American baseball player (born 1963)

Marty Leo Brown (born January 23, 1963) is an American former professional baseball player and manager. He is a former Major League Baseball third baseman who played for the Cincinnati Reds (1988–89) and Baltimore Orioles (1990). He is also the former manager of the Hiroshima Toyo Carp of Japan's Central League, where he played for three seasons from 1992 to 1994, and the Tohoku Rakuten Golden Eagles of the Pacific League.

==Career==
Brown was selected by the Cincinnati Reds in the 12th round of the 1985 Major League Baseball draft. He reached the major leagues in 1988 and appeared in 35 games over two seasons with the Reds and one with the Baltimore Orioles, who had selected him in the Rule 5 Draft in winter 1989. He then played in Japan for several years, before playing for the Oklahoma City 89ers in , his last season before retiring as a player. He began his managing career in the Pittsburgh Pirates system in .

From 2001 to 2002, he managed the Nashville Sounds, a team for which he played while in the Reds organization in 1988 and 1989. Brown was the manager of the Buffalo Bisons from 2003 to 2005 with an overall record of 238–193 (.552). He led the team to the International League title in 2004 after a regular season record of 83–61. He also managed the club to a first-place finish in their division in 2005 with an 82–62 (.569) record. Brown was honored by the league by being voted the Manager of the Year in 2004, and was also named Minor League Manager of the Year by Baseball America.

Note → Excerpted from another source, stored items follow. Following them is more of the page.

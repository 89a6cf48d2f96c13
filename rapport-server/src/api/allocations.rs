//! Time-boxed allocation endpoints

use std::sync::Arc;
use std::time::Duration;

use axum::{
    Extension, Json as JsonExtractor,
    extract::{Path, State},
    http::StatusCode,
    response::Json,
};
use rapport::directory::UserDirectory;
use rapport::models::SubjectId;

use crate::{
    api::{
        caller::Caller,
        dto::{AllocateRequest, AllocationDto},
    },
    error::ServerResult,
    state::AppState,
};

/// Active allocations
#[utoipa::path(
    get,
    path = "/api/allocations",
    tag = "allocations",
    responses(
        (status = 200, description = "Live allocations, soonest expiry first", body = Vec<AllocationDto>),
    )
)]
pub async fn list_allocations(
    State(state): State<Arc<AppState>>,
) -> ServerResult<Json<Vec<AllocationDto>>> {
    let directory = state.rapport.directory();
    let active = state.rapport.allocator().list_active().await?;

    let mut allocations = Vec::with_capacity(active.len());
    for allocation in active {
        let holder = directory.username_of(allocation.holder).await?;
        allocations.push(AllocationDto::new(allocation, holder));
    }
    Ok(Json(allocations))
}

/// Allocate a resource to the caller
#[utoipa::path(
    put,
    path = "/api/allocations/{resource}",
    tag = "allocations",
    params(("resource" = String, Path, description = "Resource identifier")),
    request_body = AllocateRequest,
    responses(
        (status = 200, description = "Resource allocated or extended", body = AllocationDto),
        (status = 400, description = "Invalid duration", body = crate::error::ErrorResponse),
        (status = 409, description = "Held by another user", body = crate::error::ErrorResponse),
    )
)]
pub async fn allocate(
    State(state): State<Arc<AppState>>,
    Extension(caller): Extension<Caller>,
    Path(resource): Path<String>,
    request: Option<JsonExtractor<AllocateRequest>>,
) -> ServerResult<Json<AllocationDto>> {
    let JsonExtractor(request) = request.unwrap_or_default();
    let duration = request
        .duration_secs
        .map(Duration::from_secs)
        .unwrap_or(state.rapport.config().allocator.default_duration);

    let allocation = state
        .rapport
        .allocator()
        .allocate(&SubjectId::from(resource), caller.id, duration)
        .await?;
    Ok(Json(AllocationDto::new(allocation, caller.username)))
}

/// Release a resource the caller holds
#[utoipa::path(
    delete,
    path = "/api/allocations/{resource}",
    tag = "allocations",
    params(("resource" = String, Path, description = "Resource identifier")),
    responses(
        (status = 204, description = "Resource released, or it was free"),
        (status = 409, description = "Held by another user", body = crate::error::ErrorResponse),
    )
)]
pub async fn release(
    State(state): State<Arc<AppState>>,
    Extension(caller): Extension<Caller>,
    Path(resource): Path<String>,
) -> ServerResult<StatusCode> {
    state
        .rapport
        .allocator()
        .deallocate_if_held(&SubjectId::from(resource), caller.id)
        .await?;
    Ok(StatusCode::NO_CONTENT)
}
//! Thread endpoints

use std::sync::Arc;

use axum::{
    Extension, Json as JsonExtractor,
    extract::{Path, State},
    http::StatusCode,
    response::Json,
};
use rapport::directory::UserDirectory;
use rapport::models::{SubjectId, ThreadId};
use rapport::threads::ThreadHead;

use crate::{
    api::{
        caller::Caller,
        dto::{CreateThreadRequest, LinkResponse, ThreadDto, ThreadLinkDto},
    },
    error::{ServerResult, bad_request, not_found},
    state::AppState,
};

fn parse_thread(thread: &str) -> ServerResult<ThreadId> {
    thread
        .parse()
        .map_err(|_| bad_request(&format!("'{}' is not a thread id", thread)))
}

async fn to_dto(state: &AppState, head: ThreadHead) -> ServerResult<ThreadDto> {
    let creator = state.rapport.directory().username_of(head.creator).await?;
    Ok(ThreadDto::new(head, creator))
}

/// List threads
#[utoipa::path(
    get,
    path = "/api/thread",
    tag = "threads",
    responses(
        (status = 200, description = "Every thread, oldest first", body = Vec<ThreadDto>),
    )
)]
pub async fn list_threads(State(state): State<Arc<AppState>>) -> ServerResult<Json<Vec<ThreadDto>>> {
    let heads = state.rapport.threads().list_threads().await?;
    let mut threads = Vec::with_capacity(heads.len());
    for head in heads {
        threads.push(to_dto(&state, head).await?);
    }
    Ok(Json(threads))
}

/// Start a thread
#[utoipa::path(
    post,
    path = "/api/thread",
    tag = "threads",
    request_body = CreateThreadRequest,
    responses(
        (status = 201, description = "Thread created", body = ThreadDto),
        (status = 400, description = "Blank content", body = crate::error::ErrorResponse),
    )
)]
pub async fn create_thread(
    State(state): State<Arc<AppState>>,
    Extension(caller): Extension<Caller>,
    JsonExtractor(request): JsonExtractor<CreateThreadRequest>,
) -> ServerResult<(StatusCode, Json<ThreadDto>)> {
    let content = request.content.trim();
    if content.is_empty() {
        return Err(bad_request("thread content cannot be blank"));
    }

    let head = state
        .rapport
        .threads()
        .create_thread(&SubjectId::from(content), caller.id)
        .await?;
    Ok((StatusCode::CREATED, Json(ThreadDto::new(head, caller.username))))
}

/// Content linked into a thread
#[utoipa::path(
    get,
    path = "/api/thread/{thread}",
    tag = "threads",
    params(("thread" = String, Path, description = "Thread identifier")),
    responses(
        (status = 200, description = "Linked content, oldest first", body = Vec<ThreadLinkDto>),
        (status = 404, description = "Thread not found", body = crate::error::ErrorResponse),
    )
)]
pub async fn list_thread(
    State(state): State<Arc<AppState>>,
    Path(thread): Path<String>,
) -> ServerResult<Json<Vec<ThreadLinkDto>>> {
    let id = parse_thread(&thread)?;
    let threads = state.rapport.threads();
    if threads.get_thread(id).await?.is_none() {
        return Err(not_found("Thread", &thread));
    }
    let links = threads.list_thread(id).await?;
    Ok(Json(links.into_iter().map(ThreadLinkDto::from).collect()))
}

/// Delete a thread and its links
#[utoipa::path(
    delete,
    path = "/api/thread/{thread}",
    tag = "threads",
    params(("thread" = String, Path, description = "Thread identifier")),
    responses(
        (status = 204, description = "Thread deleted, or there was none"),
    )
)]
pub async fn delete_thread(
    State(state): State<Arc<AppState>>,
    Path(thread): Path<String>,
) -> ServerResult<StatusCode> {
    let id = parse_thread(&thread)?;
    state.rapport.threads().delete_thread(id).await?;
    Ok(StatusCode::NO_CONTENT)
}

/// Link a post into a thread
#[utoipa::path(
    put,
    path = "/api/thread/{thread}/{post}",
    tag = "threads",
    params(
        ("thread" = String, Path, description = "Thread identifier"),
        ("post" = String, Path, description = "Post identifier"),
    ),
    responses(
        (status = 200, description = "Post linked", body = LinkResponse),
        (status = 404, description = "Thread not found", body = crate::error::ErrorResponse),
    )
)]
pub async fn link_post(
    State(state): State<Arc<AppState>>,
    Path((thread, post)): Path<(String, String)>,
) -> ServerResult<Json<LinkResponse>> {
    let id = parse_thread(&thread)?;
    let outcome = state
        .rapport
        .threads()
        .link_to_thread(&SubjectId::from(post), id)
        .await?;
    Ok(Json(LinkResponse::from(outcome)))
}

/// Unlink a post from a thread
#[utoipa::path(
    delete,
    path = "/api/thread/{thread}/{post}",
    tag = "threads",
    params(
        ("thread" = String, Path, description = "Thread identifier"),
        ("post" = String, Path, description = "Post identifier"),
    ),
    responses(
        (status = 204, description = "Post unlinked, or it was not linked"),
    )
)]
pub async fn unlink_post(
    State(state): State<Arc<AppState>>,
    Path((thread, post)): Path<(String, String)>,
) -> ServerResult<StatusCode> {
    let id = parse_thread(&thread)?;
    state
        .rapport
        .threads()
        .remove_from_thread(&SubjectId::from(post), id)
        .await?;
    Ok(StatusCode::NO_CONTENT)
}
//! Subject deadlines

use chrono::{DateTime, Utc};
use serde::{Deserialize, Serialize};
use std::sync::Arc;
use tracing::debug;

use crate::models::SubjectId;
use crate::storage::{KeyedStore, Record, RecordFilter, StorageError, StoreFactory};

/// Deadline of one subject
#[derive(Debug, Clone, PartialEq, Eq, Serialize, Deserialize)]
pub struct DeadlineRecord {
    pub subject: SubjectId,
    pub deadline: DateTime<Utc>,
}

impl Record for DeadlineRecord {
    const COLLECTION: &'static str = "deadline";
}

/// Whether a subject's deadline has passed
#[derive(Debug, Clone, Copy, PartialEq, Eq, Serialize, Deserialize)]
#[serde(rename_all = "snake_case")]
pub enum DeadlineStatus {
    /// No deadline was set
    NoDeadline,
    /// The deadline is now or in the future
    Active,
    /// The deadline is strictly in the past
    Expired,
}

impl DeadlineStatus {
    /// `None` when no deadline is set
    pub fn is_expired(&self) -> Option<bool> {
        match self {
            DeadlineStatus::NoDeadline => None,
            DeadlineStatus::Active => Some(false),
            DeadlineStatus::Expired => Some(true),
        }
    }
}

/// Stores at most one deadline per subject
#[derive(Debug, Clone)]
pub struct DeadlineTracker {
    store: Arc<dyn KeyedStore<DeadlineRecord>>,
}

impl DeadlineTracker {
    pub fn new(store: Arc<dyn KeyedStore<DeadlineRecord>>) -> Self {
        Self { store }
    }

    pub fn from_factory(factory: &StoreFactory) -> Self {
        Self::new(factory.store())
    }

    /// Set or replace the deadline of `subject`
    pub async fn set_deadline(
        &self,
        subject: &SubjectId,
        deadline: DateTime<Utc>,
    ) -> Result<(), StorageError> {
        let record = DeadlineRecord {
            subject: subject.clone(),
            deadline,
        };
        self.store.upsert(subject.as_str(), record).await?;
        debug!("Deadline of {} set to {}", subject, deadline);
        Ok(())
    }

    pub async fn get_deadline(
        &self,
        subject: &SubjectId,
    ) -> Result<Option<DateTime<Utc>>, StorageError> {
        Ok(self
            .store
            .get(subject.as_str())
            .await?
            .map(|record| record.deadline))
    }

    /// Status of `subject` relative to the current time
    pub async fn status(&self, subject: &SubjectId) -> Result<DeadlineStatus, StorageError> {
        self.status_at(subject, Utc::now()).await
    }

    /// Status of `subject` relative to `now`
    pub async fn status_at(
        &self,
        subject: &SubjectId,
        now: DateTime<Utc>,
    ) -> Result<DeadlineStatus, StorageError> {
        Ok(match self.get_deadline(subject).await? {
            None => DeadlineStatus::NoDeadline,
            Some(deadline) if deadline < now => DeadlineStatus::Expired,
            Some(_) => DeadlineStatus::Active,
        })
    }

    /// Whether the deadline of `subject` has passed, `None` if it has none
    pub async fn is_expired(&self, subject: &SubjectId) -> Result<Option<bool>, StorageError> {
        Ok(self.status(subject).await?.is_expired())
    }

    /// Drop the deadline of `subject`. Returns whether one was set.
    pub async fn clear_deadline(&self, subject: &SubjectId) -> Result<bool, StorageError> {
        Ok(self.store.remove(subject.as_str()).await?.is_some())
    }

    /// Subjects whose deadline is strictly before now
    pub async fn expired_subjects(&self) -> Result<Vec<SubjectId>, StorageError> {
        let expired = self
            .store
            .list(&RecordFilter::before("deadline", Utc::now()))
            .await?;
        Ok(expired.into_iter().map(|record| record.subject).collect())
    }
}

#[cfg(test)]
mod tests {
    use super::*;
    use crate::storage::InMemoryStore;
    use chrono::Duration;

    fn tracker() -> DeadlineTracker {
        DeadlineTracker::new(Arc::new(InMemoryStore::new()))
    }

    #[tokio::test]
    async fn test_status_is_three_valued() {
        let deadlines = tracker();
        let post = SubjectId::from("post-1");
        let now = Utc::now();

        assert_eq!(
            deadlines.status(&post).await.unwrap(),
            DeadlineStatus::NoDeadline
        );
        assert_eq!(deadlines.is_expired(&post).await.unwrap(), None);

        deadlines
            .set_deadline(&post, now + Duration::hours(1))
            .await
            .unwrap();
        assert_eq!(deadlines.is_expired(&post).await.unwrap(), Some(false));

        deadlines
            .set_deadline(&post, now - Duration::seconds(1))
            .await
            .unwrap();
        assert_eq!(deadlines.is_expired(&post).await.unwrap(), Some(true));
    }

    #[tokio::test]
    async fn test_deadline_equal_to_now_is_active() {
        let deadlines = tracker();
        let post = SubjectId::from("post-1");
        let now = Utc::now();

        deadlines.set_deadline(&post, now).await.unwrap();
        assert_eq!(
            deadlines.status_at(&post, now).await.unwrap(),
            DeadlineStatus::Active
        );
    }

    #[tokio::test]
    async fn test_clear_and_expired_subjects() {
        let deadlines = tracker();
        let past = SubjectId::from("past");
        let future = SubjectId::from("future");
        let now = Utc::now();

        deadlines
            .set_deadline(&past, now - Duration::minutes(5))
            .await
            .unwrap();
        deadlines
            .set_deadline(&future, now + Duration::minutes(5))
            .await
            .unwrap();

        assert_eq!(deadlines.expired_subjects().await.unwrap(), vec![past.clone()]);

        assert!(deadlines.clear_deadline(&past).await.unwrap());
        assert!(!deadlines.clear_deadline(&past).await.unwrap());
        assert!(deadlines.expired_subjects().await.unwrap().is_empty());
    }
}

Brown served as the manager of the Hiroshima Toyo Carp from 2006 to 2009, and the Tohoku Rakuten Golden Eagles in 2010. He signed a two-year managerial contract with the Eagles, however he was fired after only one last-place season.

Prior to the 2011 season he accepted the managerial position job for the Toronto Blue Jays then Triple-A affiliate, the Las Vegas 51s, managing the 51s through the 2012 season.

On November 19, 2012, the Blue Jays announced Brown would return as the manager of the Buffalo Bisons, now the Triple-A affiliate of the Blue Jays. On April 28, 2013, Brown notched his 254th victory as manager of the Bisons, the most wins of any manager in Bisons history at the time. On August 11, 2013, Brown recorded his 300th victory as manager of the Bisons.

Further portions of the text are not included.